What is needed: Exactly how many lines in this material contain the string "StoreError"? Reply with the number alone.

-- Working data follows --

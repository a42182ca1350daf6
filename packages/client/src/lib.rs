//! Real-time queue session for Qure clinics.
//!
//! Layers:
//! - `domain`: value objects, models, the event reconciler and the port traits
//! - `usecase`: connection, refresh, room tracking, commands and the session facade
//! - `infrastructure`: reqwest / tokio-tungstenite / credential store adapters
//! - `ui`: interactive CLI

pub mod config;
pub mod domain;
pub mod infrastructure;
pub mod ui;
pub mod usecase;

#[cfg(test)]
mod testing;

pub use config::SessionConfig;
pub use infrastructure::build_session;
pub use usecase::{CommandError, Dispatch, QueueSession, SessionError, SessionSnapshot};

-- Working data concluded --
-- Working data follows --

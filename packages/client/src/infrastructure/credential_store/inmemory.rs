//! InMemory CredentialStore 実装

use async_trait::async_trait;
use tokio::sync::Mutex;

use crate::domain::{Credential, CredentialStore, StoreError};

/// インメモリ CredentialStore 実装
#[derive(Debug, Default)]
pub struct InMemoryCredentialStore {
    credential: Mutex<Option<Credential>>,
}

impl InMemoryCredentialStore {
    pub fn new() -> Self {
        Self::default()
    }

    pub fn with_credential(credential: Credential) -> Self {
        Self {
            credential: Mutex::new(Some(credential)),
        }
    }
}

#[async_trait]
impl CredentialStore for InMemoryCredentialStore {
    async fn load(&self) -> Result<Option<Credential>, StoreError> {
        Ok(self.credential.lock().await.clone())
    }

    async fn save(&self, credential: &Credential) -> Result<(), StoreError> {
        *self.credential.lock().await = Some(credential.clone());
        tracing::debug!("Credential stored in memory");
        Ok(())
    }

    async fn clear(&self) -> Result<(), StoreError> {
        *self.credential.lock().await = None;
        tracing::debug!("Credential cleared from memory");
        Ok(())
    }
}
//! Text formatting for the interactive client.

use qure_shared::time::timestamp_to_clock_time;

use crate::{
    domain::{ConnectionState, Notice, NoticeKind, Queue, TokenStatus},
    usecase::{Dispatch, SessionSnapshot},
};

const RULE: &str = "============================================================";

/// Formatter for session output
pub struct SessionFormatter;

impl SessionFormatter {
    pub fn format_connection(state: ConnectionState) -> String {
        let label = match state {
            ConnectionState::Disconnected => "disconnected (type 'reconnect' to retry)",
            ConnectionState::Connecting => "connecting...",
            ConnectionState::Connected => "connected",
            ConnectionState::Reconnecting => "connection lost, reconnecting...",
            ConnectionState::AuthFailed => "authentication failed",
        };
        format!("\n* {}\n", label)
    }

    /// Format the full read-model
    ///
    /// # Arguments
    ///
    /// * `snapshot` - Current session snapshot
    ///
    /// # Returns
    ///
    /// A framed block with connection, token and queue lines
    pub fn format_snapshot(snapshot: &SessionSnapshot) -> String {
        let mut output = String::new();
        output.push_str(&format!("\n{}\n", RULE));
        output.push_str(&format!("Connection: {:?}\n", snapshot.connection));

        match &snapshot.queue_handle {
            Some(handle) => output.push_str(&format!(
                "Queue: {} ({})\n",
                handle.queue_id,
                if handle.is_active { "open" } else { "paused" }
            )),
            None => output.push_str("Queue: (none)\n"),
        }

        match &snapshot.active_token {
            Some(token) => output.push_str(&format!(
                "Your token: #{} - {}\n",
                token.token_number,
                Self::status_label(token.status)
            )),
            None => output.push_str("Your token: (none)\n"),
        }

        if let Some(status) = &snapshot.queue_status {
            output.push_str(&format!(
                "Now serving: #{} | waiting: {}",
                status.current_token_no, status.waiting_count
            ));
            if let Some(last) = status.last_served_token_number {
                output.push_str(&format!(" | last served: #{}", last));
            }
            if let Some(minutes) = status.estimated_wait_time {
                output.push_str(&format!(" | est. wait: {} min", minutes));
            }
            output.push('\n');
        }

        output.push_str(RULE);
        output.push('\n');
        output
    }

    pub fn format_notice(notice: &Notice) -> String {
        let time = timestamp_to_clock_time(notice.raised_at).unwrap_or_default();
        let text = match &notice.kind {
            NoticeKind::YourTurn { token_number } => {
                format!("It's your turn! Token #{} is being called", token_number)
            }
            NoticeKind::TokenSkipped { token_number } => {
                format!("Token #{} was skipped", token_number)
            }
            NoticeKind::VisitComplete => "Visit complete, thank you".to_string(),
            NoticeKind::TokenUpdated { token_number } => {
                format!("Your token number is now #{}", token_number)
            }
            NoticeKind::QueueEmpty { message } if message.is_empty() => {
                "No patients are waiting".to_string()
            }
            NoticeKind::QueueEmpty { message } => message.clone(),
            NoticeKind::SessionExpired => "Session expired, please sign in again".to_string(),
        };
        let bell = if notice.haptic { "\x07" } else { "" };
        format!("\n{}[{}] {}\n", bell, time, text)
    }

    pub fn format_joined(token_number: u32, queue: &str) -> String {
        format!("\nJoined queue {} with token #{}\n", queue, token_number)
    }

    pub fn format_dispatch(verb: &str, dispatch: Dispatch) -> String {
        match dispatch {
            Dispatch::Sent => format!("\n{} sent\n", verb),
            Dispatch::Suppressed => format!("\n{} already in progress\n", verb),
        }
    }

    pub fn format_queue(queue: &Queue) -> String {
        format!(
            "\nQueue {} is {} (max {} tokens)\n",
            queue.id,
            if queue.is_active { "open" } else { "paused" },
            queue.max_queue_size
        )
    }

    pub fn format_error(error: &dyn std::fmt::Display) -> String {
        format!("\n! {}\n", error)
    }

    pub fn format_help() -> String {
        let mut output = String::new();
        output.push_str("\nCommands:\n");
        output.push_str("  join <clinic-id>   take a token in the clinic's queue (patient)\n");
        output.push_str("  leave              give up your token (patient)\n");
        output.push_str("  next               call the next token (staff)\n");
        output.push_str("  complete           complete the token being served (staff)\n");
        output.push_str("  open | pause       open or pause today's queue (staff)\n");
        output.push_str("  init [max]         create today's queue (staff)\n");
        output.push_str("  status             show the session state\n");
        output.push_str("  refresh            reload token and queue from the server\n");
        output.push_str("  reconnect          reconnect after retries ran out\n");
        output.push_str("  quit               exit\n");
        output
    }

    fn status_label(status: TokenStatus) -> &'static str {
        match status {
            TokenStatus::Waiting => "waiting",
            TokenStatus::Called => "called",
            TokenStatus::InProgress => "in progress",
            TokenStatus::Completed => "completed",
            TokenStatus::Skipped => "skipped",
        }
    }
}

-- Working data concluded --
-- Working data follows --

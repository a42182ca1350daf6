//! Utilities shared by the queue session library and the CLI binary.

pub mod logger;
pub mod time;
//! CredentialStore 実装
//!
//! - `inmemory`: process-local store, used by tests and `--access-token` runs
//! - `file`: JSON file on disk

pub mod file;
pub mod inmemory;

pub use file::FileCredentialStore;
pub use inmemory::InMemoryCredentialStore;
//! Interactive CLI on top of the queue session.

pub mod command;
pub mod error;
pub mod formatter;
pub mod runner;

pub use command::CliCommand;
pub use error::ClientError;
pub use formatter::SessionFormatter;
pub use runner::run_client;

-- Working data concluded --

Answer space: 4